A decent LAPACK/LINPACK implementation for hyper-threaded processors only spawns as many threads as the number of cores, and sets thread affinity to make sure that each thread runs on a separate core.
 
A decent LAPACK/LINPACK implementation for hyper-threaded processors only spawns as many threads as the number of cores, and sets thread affinity to make sure that each thread runs on a separate core.

I think the point is that for some highly optimized such as LINPACK, Hyperthreading is not useful so you have to try to not use it.
 
I also wonder if Intel is planning on meeting the 6GFlops/watt figure for Knights Corner. Maybe a refresh next year with 225W, 1.3TFlop part?
From CPU World: "Intel plans to expand Xeon Phi 3100 and 5100 series in 2014."
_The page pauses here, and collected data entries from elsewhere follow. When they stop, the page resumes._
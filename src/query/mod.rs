//! Query plan construction, caching, and execution.
//!
//! Domain statements are translated into low-level statements once and the
//! result is reused across executions until the bound values or options make
//! it incompatible.

/// Per-execution options: locking, row window, applied graph.
pub mod options;

/// Domain-level and placeholder-level parameter bindings.
pub mod bindings;

/// Cross-reference between domain parameters and their occurrences.
pub mod xref;

/// Reusable translation results.
pub mod interpretation;

/// Collaborator contracts and plan interfaces.
pub mod spi;

/// Lazily built values published to concurrent readers.
pub mod handle;

/// Reference statement translator.
pub mod translator;

/// Single-statement mutation plans.
///
/// Includes soft-delete rewriting and collection-table cascades.
pub mod mutation;

/// Multi-table mutation plans and the inline-id strategy.
pub mod multi_table;

/// Select plans over one concrete entity.
pub mod select;

/// Plans fanning out over polymorphic implementors.
pub mod aggregated;

/// Key-based pagination.
pub mod keyset;

/// Plan cache keys and the cacheability policy.
pub mod cache_key;

/// Bounded plan cache.
pub mod cache;

/// Query creation and plan resolution.
pub mod engine;

/// Performance profiling for plan operations.
///
/// Collects timing and count statistics when `ORMPLAN_PROFILE` is set.
pub mod profile;

pub use aggregated::{AggregatedMutationPlan, AggregatedSelectPlan};
pub use bindings::{BindValue, JdbcParameterBindings, ParameterBindings};
pub use cache::{CacheStats, InterpretationCache};
pub use cache_key::{CacheKey, FetchProfileNames, QueryIdentity, ResultType};
pub use engine::{Query, QueryEngine};
pub use interpretation::{CacheableInterpretation, CompiledOperation, ParameterIndex};
pub use keyset::{
    paginate, KeyDefinition, KeyInterpretation, KeyOrder, KeyedPage, KeyedResult,
    KeyedResultList, Page,
};
pub use multi_table::{InlineIdStrategy, MultiTableMutationPlan};
pub use mutation::SimpleMutationPlan;
pub use options::{Limit, LockMode, LockOptions, QueryOptions};
pub use profile::{profile_snapshot, PlanProfileSnapshot};
pub use select::{ConcreteSelectPlan, RowTransformer, ScrollMode, ScrollableResults};
pub use spi::{
    BulkOperationCleanup, ExecutionContext, MultiTableHandler, MultiTableStrategy,
    NonSelectQueryPlan, PlanServices, SelectQueryPlan, SessionContext, StatementExecutor,
    StatementTranslator,
};
pub use xref::ParameterCrossReference;
//! Query entry points: plan resolution, caching, and execution.

use std::sync::Arc;

use tracing::debug;

use crate::config::PlanCacheOptions;
use crate::model::{EntityDescriptor, MappingModel};
use crate::query::aggregated::{AggregatedMutationPlan, AggregatedSelectPlan};
use crate::query::bindings::{BindValue, ParameterBindings};
use crate::query::cache::InterpretationCache;
use crate::query::cache_key::{
    interpretations_key, is_cacheable, CacheKey, FetchProfileNames, InterpretationsKeySource,
    QueryIdentity, ResultType,
};
use crate::query::keyset::{paginate, KeyedPage, KeyedResult, KeyedResultList};
use crate::query::multi_table::{InlineIdStrategy, MultiTableMutationPlan};
use crate::query::mutation::SimpleMutationPlan;
use crate::query::options::{Limit, LockMode, QueryOptions};
use crate::query::select::{ConcreteSelectPlan, RowTransformer, ScrollMode, ScrollableResults};
use crate::query::spi::{
    ExecutionContext, NonSelectQueryPlan, PlanServices, SelectQueryPlan, SessionContext,
    StatementExecutor,
};
use crate::query::translator::StandardTranslator;
use crate::query::xref::ParameterCrossReference;
use crate::sql::AnsiRenderer;
use crate::tree::{ParameterKey, Statement};
use crate::types::{PlanError, Result, Row, Value};

/// Creates queries and owns the plan cache shared by them.
pub struct QueryEngine {
    services: PlanServices,
    cache: InterpretationCache,
}

impl QueryEngine {
    /// Engine over the given collaborators.
    pub fn new(services: PlanServices, options: &PlanCacheOptions) -> Self {
        Self {
            services,
            cache: InterpretationCache::new(options),
        }
    }

    /// Engine using [`StandardTranslator`] and [`AnsiRenderer`].
    pub fn standard(
        model: Arc<dyn MappingModel>,
        executor: Arc<dyn StatementExecutor>,
        options: &PlanCacheOptions,
    ) -> Self {
        let services = PlanServices {
            translator: Arc::new(StandardTranslator::new(Arc::clone(&model))),
            renderer: Arc::new(AnsiRenderer),
            executor,
            model,
        };
        Self::new(services, options)
    }

    /// Plan collaborators.
    pub fn services(&self) -> &PlanServices {
        &self.services
    }

    /// Plan cache.
    pub fn cache(&self) -> &InterpretationCache {
        &self.cache
    }

    /// Query for `statement`. With `text`, the text identifies the query;
    /// otherwise the statement's structure does and the plan is cached only
    /// when the criteria plan cache is on.
    pub fn create_query(&self, text: Option<&str>, statement: Statement) -> Result<Query<'_>> {
        let xref = ParameterCrossReference::build(&statement)?;
        let (identity, plan_cacheable) = match text {
            Some(text) => (QueryIdentity::Text(Arc::from(text)), true),
            None => (
                QueryIdentity::Tree(statement.fingerprint()),
                self.cache.caches_criteria_plans(),
            ),
        };
        Ok(Query {
            engine: self,
            statement: Arc::new(statement),
            identity,
            xref,
            options: QueryOptions::default(),
            bindings: ParameterBindings::new(),
            plan_cacheable,
        })
    }
}

/// One query with its bindings and options.
pub struct Query<'e> {
    engine: &'e QueryEngine,
    statement: Arc<Statement>,
    identity: QueryIdentity,
    xref: Arc<ParameterCrossReference>,
    options: QueryOptions,
    bindings: ParameterBindings,
    plan_cacheable: bool,
}

impl<'e> Query<'e> {
    /// Domain statement.
    pub fn statement(&self) -> &Arc<Statement> {
        &self.statement
    }

    /// Parameter cross-reference of the statement.
    pub fn parameter_xref(&self) -> &Arc<ParameterCrossReference> {
        &self.xref
    }

    /// Current options.
    pub fn options(&self) -> &QueryOptions {
        &self.options
    }

    /// Mutable options.
    pub fn options_mut(&mut self) -> &mut QueryOptions {
        &mut self.options
    }

    /// Current bindings.
    pub fn bindings(&self) -> &ParameterBindings {
        &self.bindings
    }

    /// Binds a named parameter.
    pub fn set_parameter(&mut self, name: &str, value: impl Into<Value>) -> &mut Self {
        self.bindings
            .set(ParameterKey::Named(Arc::from(name)), BindValue::Single(value.into()));
        self
    }

    /// Binds a named parameter to a list of values.
    pub fn set_parameter_list(&mut self, name: &str, values: Vec<Value>) -> &mut Self {
        self.bindings
            .set(ParameterKey::Named(Arc::from(name)), BindValue::Multi(values));
        self
    }

    /// Binds a positional parameter.
    pub fn set_positional_parameter(&mut self, position: u32, value: impl Into<Value>) -> &mut Self {
        self.bindings
            .set(ParameterKey::Positional(position), BindValue::Single(value.into()));
        self
    }

    /// Rows to skip.
    pub fn set_first_result(&mut self, first: u64) -> &mut Self {
        self.options.limit.first_row = Some(first);
        self
    }

    /// Maximum rows to return.
    pub fn set_max_results(&mut self, max: u64) -> &mut Self {
        self.options.limit.max_rows = Some(max);
        self
    }

    /// Root lock mode.
    pub fn set_lock_mode(&mut self, mode: LockMode) -> &mut Self {
        self.options.lock_options_mut().mode = mode;
        self
    }

    /// Allows or forbids caching this query's plan.
    pub fn set_query_plan_cacheable(&mut self, cacheable: bool) -> &mut Self {
        self.plan_cacheable = cacheable;
        self
    }

    /// Executes a delete, update, or insert and returns the affected row count.
    pub fn execute_update(&self, session: &dyn SessionContext) -> Result<u64> {
        if self.statement.is_select() {
            return Err(PlanError::invalid("execute_update called for a select"));
        }
        let plan = self.non_select_plan(session)?;
        let ctx = self.context(&self.options, session);
        plan.execute_update(&ctx)
    }

    /// Executes a select and maps every row through `transformer`.
    ///
    /// Cached plans are keyed by result type and the transformer identities
    /// in [`QueryOptions`]; callers using several transformers producing the
    /// same type must name them there.
    pub fn list<R>(
        &self,
        session: &dyn SessionContext,
        transformer: RowTransformer<R>,
    ) -> Result<Vec<R>>
    where
        R: Send + Sync + 'static,
    {
        let plan = self.select_plan(session, transformer)?;
        plan.perform_list(&self.context(&self.options, session))
    }

    /// Executes a select and returns a cursor over the mapped rows.
    pub fn scroll<R>(
        &self,
        session: &dyn SessionContext,
        mode: ScrollMode,
        transformer: RowTransformer<R>,
    ) -> Result<ScrollableResults<R>>
    where
        R: Send + Sync + 'static,
    {
        let plan = self.select_plan(session, transformer)?;
        plan.perform_scroll(mode, &self.context(&self.options, session))
    }

    /// Executes a select for one keyed page.
    ///
    /// The statement is rewritten for the page's key definition, one row
    /// past the page is fetched to detect a following page, and the offset
    /// applies only to pages without a key.
    pub fn keyed_result_list<R>(
        &self,
        session: &dyn SessionContext,
        page: &KeyedPage,
        transformer: RowTransformer<R>,
    ) -> Result<KeyedResultList<R>>
    where
        R: Send + Sync + 'static,
    {
        let Statement::Select(select) = self.statement.as_ref() else {
            return Err(PlanError::invalid("keyed pagination requires a select"));
        };
        let definition = page.effective_definition();
        let rewritten = Arc::new(Statement::Select(paginate(&definition, page.key(), select)?));
        // Sub-plans would append their rows instead of merging them by key,
        // so the next-page boundary could skip rows of later entities.
        if self
            .engine
            .services
            .model
            .implementors(self.statement.target_entity())
            .len()
            > 1
        {
            return Err(PlanError::Unsupported(
                "keyed pages over several concrete entities",
            ));
        }
        let key_len = definition.keys().len();
        let keyed: RowTransformer<KeyedResult<R>> = Arc::new(move |mut row: Row| {
            if row.len() < key_len {
                return Err(PlanError::invariant(format!(
                    "keyed row has {} columns for a {key_len}-column key",
                    row.len()
                )));
            }
            let key = row.split_off(row.len() - key_len);
            Ok(KeyedResult {
                result: transformer(row)?,
                key,
            })
        });

        let mut options = self.options.clone();
        options.limit = Limit::new(page.first_row(), Some(page.fetch_size()));
        let cache_key = (is_cacheable(self, session) && self.engine.cache.caches_criteria_plans())
            .then(|| {
                CacheKey::new(
                    QueryIdentity::Tree(rewritten.fingerprint()),
                    ResultType::of::<KeyedResult<R>>(),
                    &options,
                    FetchProfileNames::new(session.enabled_fetch_profiles()),
                )
            });
        let plan = self.engine.cache.resolve_select_plan(cache_key.as_ref(), || {
            self.build_select_plan(&rewritten, keyed)
        })?;
        let executed = plan.perform_list(&self.context(&options, session))?;
        debug!(
            page = page.page().number(),
            rows = executed.len(),
            "plan.engine.keyed_page"
        );
        Ok(KeyedResultList::from_executed(executed, page.clone()))
    }

    fn context<'a>(
        &'a self,
        options: &'a QueryOptions,
        session: &'a dyn SessionContext,
    ) -> ExecutionContext<'a> {
        ExecutionContext::new(options, &self.bindings, session, &self.engine.services)
    }

    fn select_plan<R>(
        &self,
        session: &dyn SessionContext,
        transformer: RowTransformer<R>,
    ) -> Result<Arc<dyn SelectQueryPlan<R>>>
    where
        R: Send + Sync + 'static,
    {
        if !self.statement.is_select() {
            return Err(PlanError::invalid("select execution requested for a mutation"));
        }
        let key = interpretations_key(self, ResultType::of::<R>(), session);
        self.engine.cache.resolve_select_plan(key.as_ref(), || {
            self.build_select_plan(&self.statement, transformer)
        })
    }

    fn build_select_plan<R>(
        &self,
        statement: &Arc<Statement>,
        transformer: RowTransformer<R>,
    ) -> Result<Arc<dyn SelectQueryPlan<R>>>
    where
        R: Send + Sync + 'static,
    {
        let concrete = self.concrete_statements(statement)?;
        debug!(
            entity = %statement.target_entity(),
            partitions = concrete.len(),
            "plan.engine.select_plan"
        );
        let mut plans: Vec<Arc<dyn SelectQueryPlan<R>>> = concrete
            .into_iter()
            .map(|(_, stmt)| {
                Arc::new(ConcreteSelectPlan::new(
                    stmt,
                    Arc::clone(&self.xref),
                    Arc::clone(&transformer),
                )) as Arc<dyn SelectQueryPlan<R>>
            })
            .collect();
        if plans.len() == 1 {
            return Ok(plans.remove(0));
        }
        Ok(Arc::new(AggregatedSelectPlan::new(plans)))
    }

    fn non_select_plan(&self, session: &dyn SessionContext) -> Result<Arc<dyn NonSelectQueryPlan>> {
        let key = interpretations_key(self, ResultType::mutation(), session);
        if let Some(key) = &key {
            if let Some(plan) = self.engine.cache.get_non_select_plan(key) {
                return Ok(plan);
            }
        }
        let plan = self.build_non_select_plan()?;
        if let Some(key) = &key {
            self.engine.cache.cache_non_select_plan(key, Arc::clone(&plan));
        }
        Ok(plan)
    }

    fn build_non_select_plan(&self) -> Result<Arc<dyn NonSelectQueryPlan>> {
        let model = &self.engine.services.model;
        match self.statement.as_ref() {
            Statement::Delete(_) => {
                let concrete = self.concrete_statements(&self.statement)?;
                debug!(
                    entity = %self.statement.target_entity(),
                    partitions = concrete.len(),
                    "plan.engine.delete_plan"
                );
                let mut plans = Vec::with_capacity(concrete.len());
                for (descriptor, stmt) in concrete {
                    plans.push(self.mutation_plan(stmt, &descriptor));
                }
                if plans.len() == 1 {
                    return Ok(plans.remove(0));
                }
                Ok(Arc::new(AggregatedMutationPlan::new(plans)))
            }
            Statement::Update(_) => {
                let descriptor = model.descriptor(self.statement.target_entity())?;
                Ok(self.mutation_plan(Arc::clone(&self.statement), &descriptor))
            }
            Statement::Insert(_) => {
                let descriptor = model.descriptor(self.statement.target_entity())?;
                Ok(self.mutation_plan(Arc::clone(&self.statement), &descriptor))
            }
            Statement::Select(_) => Err(PlanError::invariant(
                "mutation plan requested for a select statement",
            )),
        }
    }

    // Entities spanning several tables always get coordinated statements,
    // through their declared strategy or the inline one.
    fn mutation_plan(
        &self,
        statement: Arc<Statement>,
        descriptor: &EntityDescriptor,
    ) -> Arc<dyn NonSelectQueryPlan> {
        let xref = Arc::clone(&self.xref);
        match descriptor.multi_table_strategy() {
            Some(strategy) => Arc::new(MultiTableMutationPlan::new(
                statement,
                xref,
                descriptor,
                Arc::clone(strategy),
            )),
            None if descriptor.is_multi_table() => Arc::new(MultiTableMutationPlan::new(
                statement,
                xref,
                descriptor,
                Arc::new(InlineIdStrategy),
            )),
            None => Arc::new(SimpleMutationPlan::new(statement, xref, descriptor)),
        }
    }

    // One statement per concrete entity the target covers.
    fn concrete_statements(
        &self,
        statement: &Arc<Statement>,
    ) -> Result<Vec<(Arc<EntityDescriptor>, Arc<Statement>)>> {
        let model = &self.engine.services.model;
        let target = statement.target_entity();
        let implementors = model.implementors(target);
        if implementors.is_empty() {
            return Err(PlanError::UnknownEntity {
                entity: target.to_owned(),
            });
        }
        implementors
            .iter()
            .map(|name| {
                let descriptor = model.descriptor(name)?;
                let concrete = if name.as_ref() == target {
                    Arc::clone(statement)
                } else {
                    Arc::new(statement.with_target(name))
                };
                Ok((descriptor, concrete))
            })
            .collect()
    }
}

impl InterpretationsKeySource for Query<'_> {
    fn is_query_plan_cacheable(&self) -> bool {
        self.plan_cacheable
    }

    fn query_identity(&self) -> &QueryIdentity {
        &self.identity
    }

    fn query_options(&self) -> &QueryOptions {
        &self.options
    }

    fn parameter_bindings(&self) -> &ParameterBindings {
        &self.bindings
    }
}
Gennadiy Shvets (CPU World) said:
New 31xx cards will come with 12 GB of RAM, or twice as much of on-board RAM as current Xeon Phi 3120A and 3120P coprocessors. The rest of the specifications will not change.
[…]
Future Xeon Phi 51xx SKUs will double the size of RAM to 16 GB. Intel plans to keep the rest of the specs unchanged from 5110P and 5120D products.
They can't do the same thing with the 71xx series since they already have 16 GB, but I'm still thinking there might be a clock speed bump for those next year, possibly with all 62 cores enabled, to reach higher performance and perf/W ( ≥ 5 DP GF/W?).

Also, I have a question. Since Knights Landing is going to use DDR4, what sorts of memory bus widths and memory capacities can we expect to see on it?